Provide a utility to topologically sort a collection of inputs.
More...
Namespaces |
namespace | bdlb |
Detailed Description
- Outline
-
-
- Purpose:
- Provide a utility to topologically sort a collection of inputs.
-
- Classes:
-
- See also:
-
- Description:
- This component provides a utility
struct
, bdlb::TopologicalSortUtil
, to topologically sort a collection of inputs that describe a directed acyclic graph (also known as DAG). A topological sort is useful for defining the order in which an input should be processed based on certain conditions. As an example, consider two jobs B and C both of which have a dependency on job A, i.e., job A needs to be completed before B or C can be run. Given such a requirement, a topological sort can provide an ordering of the three jobs such that A precedes B and C. Note that there may be multiple orderings that might be correct (e.g.: A, B, then C or A, C then B; both are correct and satisfy the dependencies of A running before the B and C jobs; we don't care whether B precedes C or vice versa).
- The dependencies are specified in pairs (U,V) (read as U precedes V), which define the relations between U and V that the sort needs to maintain. The elements in these pairs (e.g., U and V) make up a finite set S. The output of the topological sort is an ordering of all elements of set S, such that all relations specified in the input (as pairs) are satisfied. Note that such an ordering is only possible only if there are no cycles in the input dependencies. For example, if A depends on B and B depends on A, then it is not possible to order A and B satisfying both the relations. The routine
sort
defined in this component returns false
if it detects a cycle while trying to sort the input.
- Complexity of the topological sort in this component is
O(n+m)
where n is the number of input elements in the finite set S and m is the number of relations as specified by the input pairs.
- The
sort
function is provided in two variants or flavors: simple and iterator-based. The simple flavor is templated on the NODE_TYPE
, and it provides topological sorting for the case where the input is a bsl::vector
of bsl::pair
s, and the outputs are bsl::vector
s. The templated variant is highly customizable (templated) on both the input and the outputs. The input may be any input iterator range that has a bsl::pair
value_type
or a value_type
with a bdlb::TopologicalSortUtilEdgeTraits
specialization. The value_type
is determined using bsl::iterator::traits
. The two outputs are both defined as templated output iterators and they may have different types. So (for example) the iterator based sort
may be used with Null OUTPUT_ITER
to answer the question "does this graph have
cycles?" while not wasting memory in storing the sort results.
-
- Self-referencing Nodes:
- Some graph representations may use self-referencing nodes to indicate nodes without any connection -- where a self referencing node in the context of this component is a input edge pair like (u, u). The implementation of
sort
in this component treats such input entries as cycles and fails sorting.
- You may still use this
sort
implementation (to process your nodes in proper order) if your data structure contains such entries. To process a graph having self-referencing nodes one may create a filtering iterator on top of the input that removes any self-referential edges from the input. Any filtered nodes could be treated as being sorted first.
-
- Concepts:
- This component provides generic (templated) utilities. This section describes the requirements of the type parameters (concepts) of these generic methods.
-
- NODE_TYPE Concept:
- The input for a topological sort is supplied as pairs (though not necessarily
bsl::pair
s) of NODE_TYPE
values.
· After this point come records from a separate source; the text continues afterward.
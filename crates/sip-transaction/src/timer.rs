//! RFC 3261 §17 timer table and derived values.

use std::time::Duration;

/// Retransmission base interval, unreliable transports.
pub const T1: Duration = Duration::from_millis(500);
/// Cap for non-INVITE and INVITE-response retransmission backoff.
pub const T2: Duration = Duration::from_secs(4);
/// Non-INVITE server "wait for retransmits" interval, unreliable transports.
pub const T4: Duration = Duration::from_secs(5);

/// Timer B/F/H: 64 * T1.
pub fn timer_64t1() -> Duration {
    T1 * 64
}

/// Timer D: client INVITE Completed -> Terminated, at least 32s on
/// unreliable transports.
pub fn timer_d() -> Duration {
    Duration::from_secs(32)
}

/// Timer I: server INVITE Confirmed -> Terminated, unreliable transports.
pub fn timer_i() -> Duration {
    T4
}

/// Timer J: server non-INVITE Completed -> Terminated, unreliable transports.
pub fn timer_j() -> Duration {
    timer_64t1()
}

/// Timer K: client non-INVITE Completed -> Terminated, unreliable transports.
pub fn timer_k() -> Duration {
    T4
}

/// The server INVITE transaction's "send 100 Trying if the TU hasn't
/// responded yet" grace period (RFC 3261 §17.2.1).
pub fn provisional_100_delay() -> Duration {
    Duration::from_millis(200)
}

/// Doubles an interval, capping at `cap`. Timer E caps at T4, Timer G caps
/// at T2; Timer A (client INVITE retransmit) doubles uncapped until Timer B
/// terminates the transaction.
pub fn double_capped(current: Duration, cap: Duration) -> Duration {
    std::cmp::min(current * 2, cap)
}

/// Every timer a transaction state machine can have outstanding. At most one
/// is ever armed per transaction; arming a new one replaces the old one.
#[derive(Debug, Clone, Copy, PartialEq, Eq, Hash)]
pub enum TimerName {
    /// Client INVITE request retransmit.
    A,
    /// Client INVITE timeout (Calling/Proceeding -> Terminated).
    B,
    /// Client INVITE Completed -> Terminated.
    D,
    /// Client non-INVITE request retransmit.
    E,
    /// Client non-INVITE timeout (Trying/Proceeding -> Terminated).
    F,
    /// Server INVITE final-response retransmit.
    G,
    /// Server INVITE Completed -> Terminated without ACK.
    H,
    /// Server INVITE Confirmed -> Terminated.
    I,
    /// Server non-INVITE Completed -> Terminated.
    J,
    /// Client non-INVITE Completed -> Terminated.
    K,
    /// Server INVITE auto-100-Trying grace period.
    Provisional100,
}
/// Task endpoints
///
/// All task routes sit behind the authentication gate. Every handler follows
/// the same order: validate the payload, fetch through a non-deleted read
/// path, check the access policy, then act. Fetch-before-authorize means a
/// soft-deleted or absent task is a not-found, never a forbidden, so
/// responses leak nothing about rows the caller cannot see.

use axum::{
    extract::{Path, Query, State},
    Extension,
};
use serde::{Deserialize, Serialize};
use uuid::Uuid;

use crate::app::AppState;
use crate::error::{ApiError, ApiJson, ApiResult};
use crate::response::ApiResponse;
use crate::validation::{validate_task, TaskPayload};
use taskboard_shared::auth::policy::{
    can_access, can_view_deleted, owner_for_write, Principal, TaskScope,
};
use taskboard_shared::models::task::{CreateTask, Task, TaskStatus, TaskWithOwner, UpdateTask};
use taskboard_shared::models::user::{Role, User};

const DEFAULT_PAGE: i64 = 1;
const DEFAULT_PAGE_SIZE: i64 = 10;

/// Pagination query parameters
#[derive(Debug, Default, Deserialize)]
pub struct Pagination {
    pub page: Option<i64>,
    pub size: Option<i64>,
}

impl Pagination {
    /// Resolves page and size with defaults, clamped to at least 1
    fn resolve(&self) -> (i64, i64) {
        let page = self.page.unwrap_or(DEFAULT_PAGE).max(1);
        let size = self.size.unwrap_or(DEFAULT_PAGE_SIZE).max(1);
        (page, size)
    }

    // Saturating math: page and size come straight off the query string,
    // so huge values must degrade to an empty page, not overflow.
    fn offset(page: i64, size: i64) -> i64 {
        page.saturating_sub(1).saturating_mul(size)
    }
}

/// Task owner as it appears inside a task response
#[derive(Debug, Serialize)]
pub struct OwnerResponse {
    pub id: Uuid,
    pub username: String,
    pub email: String,
    pub role: Role,
    pub created_at: chrono::DateTime<chrono::Utc>,
    pub updated_at: chrono::DateTime<chrono::Utc>,
}

/// Task as it appears on the wire
///
/// Due dates render date-only regardless of the precision they were stored
/// with. The soft-delete flag never appears.
#[derive(Debug, Serialize)]
pub struct TaskResponse {
    pub id: Uuid,
    pub title: String,
    pub description: String,
    pub status: TaskStatus,
    pub due_date: String,
    pub created_at: chrono::DateTime<chrono::Utc>,
    pub updated_at: chrono::DateTime<chrono::Utc>,
    pub user: OwnerResponse,
}

impl TaskResponse {
    fn from_parts(task: &Task, owner: &User) -> Self {
        Self {
            id: task.id,
            title: task.title.clone(),
            description: task.description.clone(),
            status: task.status,
            due_date: task.due_date.format("%Y-%m-%d").to_string(),
            created_at: task.created_at,
            updated_at: task.updated_at,
            user: OwnerResponse {
                id: owner.id,
                username: owner.username.clone(),
                email: owner.email.clone(),
                role: owner.role,
                created_at: owner.created_at,
                updated_at: owner.updated_at,
            },
        }
    }

    fn from_row(row: &TaskWithOwner) -> Self {
        Self {
            id: row.id,
            title: row.title.clone(),
            description: row.description.clone(),
            status: row.status,
            due_date: row.due_date.format("%Y-%m-%d").to_string(),
            created_at: row.created_at,
            updated_at: row.updated_at,
            user: OwnerResponse {
                id: row.user_id,
                username: row.owner_username.clone(),
                email: row.owner_email.clone(),
                role: row.owner_role,
                created_at: row.owner_created_at,
                updated_at: row.owner_updated_at,
            },
        }
    }
}

/// Parses a path segment as a task ID
///
/// A malformed ID cannot name any task, so it maps to not-found rather than
/// a validation error.
fn parse_task_id(id: &str) -> Result<Uuid, ApiError> {
    Uuid::parse_str(id).map_err(|_| ApiError::TaskNotFound)
}

/// Fetches the owner for a single-task response
async fn fetch_owner(state: &AppState, user_id: Uuid) -> Result<User, ApiError> {
    User::find_by_id(&state.db, user_id)
        .await?
        .ok_or_else(|| ApiError::InternalError(format!("Task owner {} missing", user_id)))
}

/// GET /api/v1/tasks
///
/// Lists non-deleted tasks in the caller's scope, newest first: admins see
/// every user's tasks, everyone else only their own. The total covers the
/// scope, not just the returned page.
pub async fn list_tasks(
    State(state): State<AppState>,
    Extension(principal): Extension<Principal>,
    Query(pagination): Query<Pagination>,
) -> ApiResult<ApiResponse<Vec<TaskResponse>>> {
    let (page, size) = pagination.resolve();
    let scope = TaskScope::for_principal(&principal);

    let rows = Task::list(&state.db, &scope, size, Pagination::offset(page, size)).await?;
    let total = Task::count(&state.db, &scope).await?;

    let tasks: Vec<TaskResponse> = rows.iter().map(TaskResponse::from_row).collect();

    Ok(ApiResponse::new("Tasks retrieved successfully")
        .data(tasks)
        .paginated(page, size, total))
}

/// GET /api/v1/tasks/deleted
///
/// Lists soft-deleted tasks across all users. Admin only; there is no
/// per-user deleted listing.
pub async fn list_deleted_tasks(
    State(state): State<AppState>,
    Extension(principal): Extension<Principal>,
    Query(pagination): Query<Pagination>,
) -> ApiResult<ApiResponse<Vec<TaskResponse>>> {
    if !can_view_deleted(&principal) {
        return Err(ApiError::TaskForbidden(
            "You are not authorized to view this page",
        ));
    }

    let (page, size) = pagination.resolve();
    let scope = TaskScope::Deleted;

    let rows = Task::list(&state.db, &scope, size, Pagination::offset(page, size)).await?;
    let total = Task::count(&state.db, &scope).await?;

    let tasks: Vec<TaskResponse> = rows.iter().map(TaskResponse::from_row).collect();

    Ok(ApiResponse::new("Deleted tasks retrieved successfully")
        .data(tasks)
        .paginated(page, size, total))
}

/// GET /api/v1/tasks/:id
pub async fn show_task(
    State(state): State<AppState>,
    Extension(principal): Extension<Principal>,
    Path(id): Path<String>,
) -> ApiResult<ApiResponse<TaskResponse>> {
    let id = parse_task_id(&id)?;

    let task = Task::find_active(&state.db, id)
        .await?
        .ok_or(ApiError::TaskNotFound)?;

    if !can_access(&principal, &task) {
        return Err(ApiError::TaskForbidden(
            "You are not authorized to view this task",
        ));
    }

    let owner = fetch_owner(&state, task.user_id).await?;

    Ok(ApiResponse::new("Task retrieved successfully").data(TaskResponse::from_parts(&task, &owner)))
}

/// POST /api/v1/tasks
///
/// Creates a task. Admins may assign any existing user as the owner via
/// `user_id`; for everyone else the field is validated but ignored and the
/// task is their own.
pub async fn create_task(
    State(state): State<AppState>,
    Extension(principal): Extension<Principal>,
    ApiJson(payload): ApiJson<TaskPayload>,
) -> ApiResult<ApiResponse<TaskResponse>> {
    let data = validate_task(&state.db, &payload).await?;

    let owner_id = owner_for_write(&principal, data.user_id);

    let task = Task::create(
        &state.db,
        CreateTask {
            title: data.title,
            description: data.description,
            status: data.status,
            due_date: data.due_date,
            user_id: owner_id,
        },
    )
    .await?;

    tracing::info!(task_id = %task.id, user_id = %owner_id, "Task created");

    let owner = fetch_owner(&state, task.user_id).await?;

    Ok(ApiResponse::new("Task created successfully").data(TaskResponse::from_parts(&task, &owner)))
}

/// PUT /api/v1/tasks/:id
///
/// Validation runs before the row is fetched, so a bad payload against an
/// unknown ID reports the payload failure. Status is preserved when absent;
/// an absent due date resets to now, like on create. An absent `user_id`
/// leaves the owner unchanged, so an admin editing someone's task does not
/// claim it.
pub async fn update_task(
    State(state): State<AppState>,
    Extension(principal): Extension<Principal>,
    Path(id): Path<String>,
    ApiJson(payload): ApiJson<TaskPayload>,
) -> ApiResult<ApiResponse<TaskResponse>> {
    let data = validate_task(&state.db, &payload).await?;

    let id = parse_task_id(&id)?;

    let task = Task::find_active(&state.db, id)
        .await?
        .ok_or(ApiError::TaskNotFound)?;

    if !can_access(&principal, &task) {
        return Err(ApiError::TaskForbidden(
            "You are not authorized to update this task",
        ));
    }

    // Fall back to the current owner, not the principal
    let owner_id = owner_for_write(&principal, data.user_id.or(Some(task.user_id)));

    let updated = Task::update(
        &state.db,
        id,
        UpdateTask {
            title: data.title,
            description: data.description,
            due_date: data.due_date.unwrap_or_else(chrono::Utc::now),
            status: data.status,
            user_id: owner_id,
        },
    )
    .await?
    .ok_or(ApiError::TaskNotFound)?;

    tracing::info!(task_id = %updated.id, "Task updated");

    let owner = fetch_owner(&state, updated.user_id).await?;

    Ok(ApiResponse::new("Task updated successfully")
        .data(TaskResponse::from_parts(&updated, &owner)))
}

/// DELETE /api/v1/tasks/:id
///
/// Soft-deletes the task. The row stays in the database and surfaces only in
/// the admin deleted listing; deleting it again yields not-found.
pub async fn delete_task(
    State(state): State<AppState>,
    Extension(principal): Extension<Principal>,
    Path(id): Path<String>,
) -> ApiResult<ApiResponse<()>> {
    let id = parse_task_id(&id)?;

    let task = Task::find_active(&state.db, id)
        .await?
        .ok_or(ApiError::TaskNotFound)?;

    if !can_access(&principal, &task) {
        return Err(ApiError::TaskForbidden(
            "You are not authorized to delete this task",
        ));
    }

    if !Task::soft_delete(&state.db, id).await? {
        return Err(ApiError::TaskNotFound);
    }

    tracing::info!(task_id = %id, "Task deleted");

    Ok(ApiResponse::new("Task deleted successfully"))
}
NODE_TYPE
is aliased to NodeType
in TopologicalSortUtilEdgeTraits
.
NODE_TYPE
shall be a value type that supports hashing using the bsl::hash<NODE_TYPE>
functor type and equality comparison using the bsl::equal_to<NODE_TYPE>
functor type.
- Notice that we have not provided a customization point for the hash functor type nor for the equality functor type because that would complicate the code greatly (esp. readability would suffer).
-
- EdgeType Concept:
- The
EdgeType
describes an edge as a (conceptual) pair of NODE_TYPE
values and is supplied as the input to the topological sort methods. EdgeType
is the value_type
of the INPUT_ITER
supplied to the sort
functions. Conceptually it represents a pair (U,V) (where U and V are NodeType
s) that means "U precedes V". The EdgeType
supplied to a sort is typically a bsl::pair
, but users may customize this by specializing the TopologicalSortUtilEdgeTraits
type. TopologicalSortUtil
determines the NodeType
and access operations on EdgeType
via the TopologicalSortUtilEdgeTraits
type.
TopologicalSortUtilEdgeTraits
is specialized for bsl::pair<T,T>
, the user needs to (partially or fully) specialize it for other types. See the CustomEdge
specialization in the test driver for an example.
-
- INPUT_ITER Concept:
INPUT_ITER
is an input iterator type used by the sort
functions, and its value_type
is EdgeType
.
-
- OUTPUT_ITER Concept:
OUTPUT_ITER
is an output iterator for sort
functions, and its value_type
is NodeType
.
-
- UNORDERED_ITER Concept:
UNORDERED_ITER
is a (second) output iterator for sort
functions, and its value_type
is NodeType
. Note that OUTPUT_ITERATOR
and UNORDERED_ITER
are distinct types allowing the sorted output nodes to be collected in a different way from the unsorted output nodes(e.g., into a different type of container).
-
- USAGE:
- This section illustrates intended use of this component.
-
- Example 1: Using Topological Sort for Calculating Formulas:
- Suppose we are evaluating formulas for a set of market data fields, where formulas can reference other fields as part of their calculation. As an example, let's say we have a field
k_bbgDefinedVwap
that is dependent on k_vwapTurnover
and k_vwapVolume
. These fields in turn are dependent on k_tradeSize
and k_tradePrice
respectively. So essentially the fields that are not dependent on any other field should be calculated first and then the dependent fields. We can use the topological sort utility to provide us the order in which these fields should be calculated.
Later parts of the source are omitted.